In the late 1980s Weitek saw a new opportunity and started developing frame buffers for Sun Microsystems workstations. In the early 1990s it also introduced the SPARC POWER μP (as in "power-up"), a pin-compatible version of the SPARC processor. The μP could be dropped into existing SPARCstation 2 and SPARCstation IPX workstations and ran at 80 MHz, double the clock speed of the CPUs it replaced. The chip ran twice as fast internally, providing a boost of about 50–60% in overall speed, due to the bus not getting any faster. However, it did not pursue this concept with later generations of SPARC processors.
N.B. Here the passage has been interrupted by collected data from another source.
// Hive Catalog Rust Library
// Copyright 2025 MinIO, Inc.
//
// Licensed under the Apache License, Version 2.0 (the "License");
// you may not use this file except in compliance with the License.
// You may obtain a copy of the License at
//
//     http://www.apache.org/licenses/LICENSE-2.0
//
// Unless required by applicable law or agreed to in writing, software
// distributed under the License is distributed on an "AS IS" BASIS,
// WITHOUT WARRANTIES OR CONDITIONS OF ANY KIND, either express or implied.
// See the License for the specific language governing permissions and
// limitations under the License.

use super::common::*;
use hive_catalog::catalog::{Catalog, CatalogError};
use hive_catalog::conformance::compare_functions;
use hive_catalog_common::test_context::TestContext;
use hive_catalog_common::utils::rand_database_name;

#[hive_catalog_macros::test]
async fn create_function_conforms(ctx: TestContext, database_name: String) {
    let catalog = &ctx.catalog;
    let path = path1(&database_name);

    assert!(!catalog.function_exists(&path).await.unwrap());
    catalog
        .create_function(&path, create_function(), false)
        .await
        .unwrap();

    assert!(catalog.function_exists(&path).await.unwrap());
    assert_eq!(catalog.list_functions(&database_name).await.unwrap(), vec![T1]);
    let stored = catalog.get_function(&path).await.unwrap();
    assert_conforms(compare_functions(&create_function(), &stored));

    match catalog
        .create_function(&path, create_another_function(), false)
        .await
    {
        Ok(_) => panic!("Function already exists, but was created again"),
        Err(CatalogError::FunctionAlreadyExist { .. }) => {}
        Err(e) => panic!("Unexpected error: {e:?}"),
    }
    catalog
        .create_function(&path, create_another_function(), true)
        .await
        .unwrap();
    let stored = catalog.get_function(&path).await.unwrap();
    assert_conforms(compare_functions(&create_function(), &stored));
}

#[hive_catalog_macros::test(no_database)]
async fn create_function_database_not_exist(ctx: TestContext) {
    let path = path1(&rand_database_name());
    match ctx
        .catalog
        .create_function(&path, create_function(), false)
        .await
    {
        Ok(_) => panic!("Function was created in a missing database"),
        Err(CatalogError::DatabaseNotExist { .. }) => {}
        Err(e) => panic!("Unexpected error: {e:?}"),
    }
}

#[hive_catalog_macros::test]
async fn alter_function(ctx: TestContext, database_name: String) {
    let catalog = &ctx.catalog;
    let path = path1(&database_name);
    catalog
        .create_function(&path, create_function(), false)
        .await
        .unwrap();

    catalog
        .alter_function(&path, create_another_function(), false)
        .await
        .unwrap();
    let stored = catalog.get_function(&path).await.unwrap();
    assert_conforms(compare_functions(&create_another_function(), &stored));
    assert!(compare_functions(&create_function(), &stored).is_err());

    let missing = non_exist_object_path(&database_name);
    match catalog.alter_function(&missing, create_function(), false).await {
        Ok(_) => panic!("Function does not exist, but was altered"),
        Err(CatalogError::FunctionNotExist { .. }) => {}
        Err(e) => panic!("Unexpected error: {e:?}"),
    }
    catalog
        .alter_function(&missing, create_function(), true)
        .await
        .unwrap();
    assert!(!catalog.function_exists(&missing).await.unwrap());
}

#[hive_catalog_macros::test]
async fn drop_function(ctx: TestContext, database_name: String) {
    let catalog = &ctx.catalog;
    let path = path1(&database_name);
    catalog
        .create_function(&path, create_function(), false)
        .await
        .unwrap();

    catalog.drop_function(&path, false).await.unwrap();
    assert!(!catalog.function_exists(&path).await.unwrap());

    match catalog.drop_function(&path, false).await {
        Ok(_) => panic!("Function does not exist, but was dropped"),
        Err(CatalogError::FunctionNotExist { .. }) => {}
        Err(e) => panic!("Unexpected error: {e:?}"),
    }
    catalog.drop_function(&path, true).await.unwrap();
}

#[hive_catalog_macros::test]
async fn functions_survive_table_drop(ctx: TestContext, database_name: String) {
    let catalog = &ctx.catalog;
    let path = path1(&database_name);
    create_table_helper(catalog, &path, create_table()).await;
    catalog
        .create_function(&path2(&database_name), create_function(), false)
        .await
        .unwrap();

    catalog.drop_table(&path, false).await.unwrap();
    assert!(catalog.function_exists(&path2(&database_name)).await.unwrap());
}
Weitek turned its frame-buffer experience to the PC market in the early 90s and introduced a series of SVGA multimedia chipsets under the "POWER" moniker. Consisting of two chips, one performing the GUI graphics acceleration named P9000, and another handling basic VGA operations (either Weitek's own 5186 or 5286, or an Oak OTI-087X), the POWER series was used in a number of third-party designs based on the VESA Local Bus standard. Later on, PCI cards using the P9000 were released, by adding the P9001 VLB-to-PCI bridge chip. The final generation, the P9100, combined the operations of all the chips into a single one. Weitek adapters were fairly successful in the early days of the 486 market, but fell from use when less expensive systems were introduced by a host of new players in the mid-1990s. A couple of versions were also released for the Amiga and used its ReTargetable Graphics standard.

During the early 1990s, most CPU designs started including FPUs built into the system, basically "for free", and Weitek made a series of attempts to re-enter the low-end CPU and graphics driver market with its W464 (486) and W564 (P5) systems, which used the host machine's RAM as the frame buffer to lower costs. By 1995, the company was almost dead, and in late 1996, Rockwell's Semiconductor Systems purchased the remains and quickly disappeared.